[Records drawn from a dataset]
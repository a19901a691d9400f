//! Символьный словарь и CTC greedy-декодирование выхода softmax.
//!
//! Словарь из 28 символов: `'` (0), пробел (1), `a`..`z` (2..=27).
//! Blank: последний класс (28), как у Keras `ctc_batch_cost`.

use std::collections::HashMap;

use candle_core::{D, Result, Tensor};
use tracing::debug;

/// Отображение символ ↔ индекс класса.
#[derive(Debug, Clone)]
pub struct CharMap {
    chars: Vec<char>,
    index: HashMap<char, usize>,
}

impl CharMap {
    /// Английский алфавит: `'`, пробел, `a`..`z`.
    pub fn english() -> Self {
        let chars: Vec<char> = ['\'', ' '].into_iter().chain('a'..='z').collect();
        Self::from_chars(chars)
    }

    pub fn from_chars(chars: Vec<char>) -> Self {
        let index = chars.iter().enumerate().map(|(i, &c)| (c, i)).collect();
        Self { chars, index }
    }

    /// Количество символов (без blank).
    pub fn len(&self) -> usize {
        self.chars.len()
    }

    pub fn is_empty(&self) -> bool {
        self.chars.is_empty()
    }

    /// Индекс blank-класса.
    pub fn blank_id(&self) -> usize {
        self.chars.len()
    }

    /// Текст → индексы. Регистр не важен, неизвестные символы пропускаются.
    pub fn text_to_int(&self, text: &str) -> Vec<usize> {
        text.chars()
            .flat_map(char::to_lowercase)
            .filter_map(|c| self.index.get(&c).copied())
            .collect()
    }

    /// Индексы → текст. Blank и индексы вне словаря пропускаются.
    pub fn int_to_text(&self, ids: &[usize]) -> String {
        ids.iter().filter_map(|&id| self.chars.get(id)).collect()
    }
}

impl Default for CharMap {
    fn default() -> Self {
        Self::english()
    }
}

/// CTC greedy-декодер поверх [`CharMap`].
pub struct CtcGreedyDecoder {
    chars: CharMap,
    blank_id: usize,
}

impl CtcGreedyDecoder {
    pub fn new(chars: CharMap) -> Self {
        let blank_id = chars.blank_id();
        Self { chars, blank_id }
    }

    pub fn blank_id(&self) -> usize {
        self.blank_id
    }

    /// Свернуть последовательность классов: убрать повторы, затем blank.
    pub fn collapse(&self, ids: &[u32]) -> Vec<usize> {
        let blank = self.blank_id as u32;
        let mut out = Vec::new();
        let mut prev = blank;
        for &id in ids {
            if id != blank && id != prev {
                out.push(id as usize);
            }
            prev = id;
        }
        out
    }

    /// Декодировать вероятности `(time, classes)` в текст.
    ///
    /// `valid_length` ограничивает декодирование первыми фреймами
    /// (длина выхода модели для исходной длины входа).
    pub fn decode(&self, probs: &Tensor, valid_length: Option<usize>) -> Result<String> {
        let (time, _classes) = probs.dims2()?;
        let time = valid_length.map_or(time, |len| len.min(time));
        if time == 0 {
            return Ok(String::new());
        }

        let ids: Vec<u32> = probs.narrow(0, 0, time)?.argmax(D::Minus1)?.to_vec1()?;
        let collapsed = self.collapse(&ids);
        debug!("CTC: {} фреймов → {} символов", time, collapsed.len());
        Ok(self.chars.int_to_text(&collapsed))
    }

    /// Декодировать батч `(batch, time, classes)`.
    pub fn decode_batch(&self, probs: &Tensor, valid_lengths: Option<&[usize]>) -> Result<Vec<String>> {
        let batch = probs.dim(0)?;
        (0..batch)
            .map(|i| {
                let len = valid_lengths.and_then(|l| l.get(i).copied());
                self.decode(&probs.get(i)?, len)
            })
            .collect()
    }
}

impl Default for CtcGreedyDecoder {
    fn default() -> Self {
        Self::new(CharMap::english())
    }
}

#[cfg(test)]
mod tests {
    use candle_core::Device;

    use super::*;

    #[test]
    fn test_char_map_layout() {
        let map = CharMap::english();
        assert_eq!(map.len(), 28);
        assert_eq!(map.blank_id(), 28);
        assert_eq!(map.text_to_int("a b'"), vec![2, 1, 3, 0]);
        assert_eq!(map.text_to_int("Z"), vec![27]);
        assert_eq!(map.int_to_text(&[9, 6, 13, 13, 16]), "hello");
    }

    #[test]
    fn test_collapse_repeats_and_blanks() {
        let decoder = CtcGreedyDecoder::default();
        // h h _ e l l _ l o
        let ids = [9, 9, 28, 6, 13, 13, 28, 13, 16];
        let collapsed = decoder.collapse(&ids);
        assert_eq!(collapsed, vec![9, 6, 13, 13, 16]);
    }

    fn one_hot(ids: &[usize], classes: usize) -> Tensor {
        let mut data = vec![0f32; ids.len() * classes];
        for (t, &id) in ids.iter().enumerate() {
            data[t * classes + id] = 1.0;
        }
        Tensor::from_vec(data, (ids.len(), classes), &Device::Cpu).unwrap()
    }

    #[test]
    fn test_decode_probabilities() {
        let decoder = CtcGreedyDecoder::default();
        let probs = one_hot(&[4, 4, 2, 28, 21, 28], 29);
        assert_eq!(decoder.decode(&probs, None).unwrap(), "cat");
        assert_eq!(decoder.decode(&probs, Some(3)).unwrap(), "ca");
        assert_eq!(decoder.decode(&probs, Some(0)).unwrap(), "");
    }

    #[test]
    fn test_decode_batch() {
        let decoder = CtcGreedyDecoder::default();
        let a = one_hot(&[2, 28, 3], 29);
        let b = one_hot(&[1, 1, 28], 29);
        let probs = Tensor::stack(&[&a, &b], 0).unwrap();
        let texts = decoder.decode_batch(&probs, None).unwrap();
        assert_eq!(texts, vec!["ab".to_string(), " ".to_string()]);
    }
}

_Required work_
All lines above from the one containing "for (t, &id)" to the one containing "let probs = one_hot(&[4, 4, 2, 28, 21, 28], 29);" must be repeated exactly, both lines included, and no others.

_Result below_
        for (t, &id) in ids.iter().enumerate() {
            data[t * classes + id] = 1.0;
        }
        Tensor::from_vec(data, (ids.len(), classes), &Device::Cpu).unwrap()
    }

    #[test]
    fn test_decode_probabilities() {
        let decoder = CtcGreedyDecoder::default();
        let probs = one_hot(&[4, 4, 2, 28, 21, 28], 29);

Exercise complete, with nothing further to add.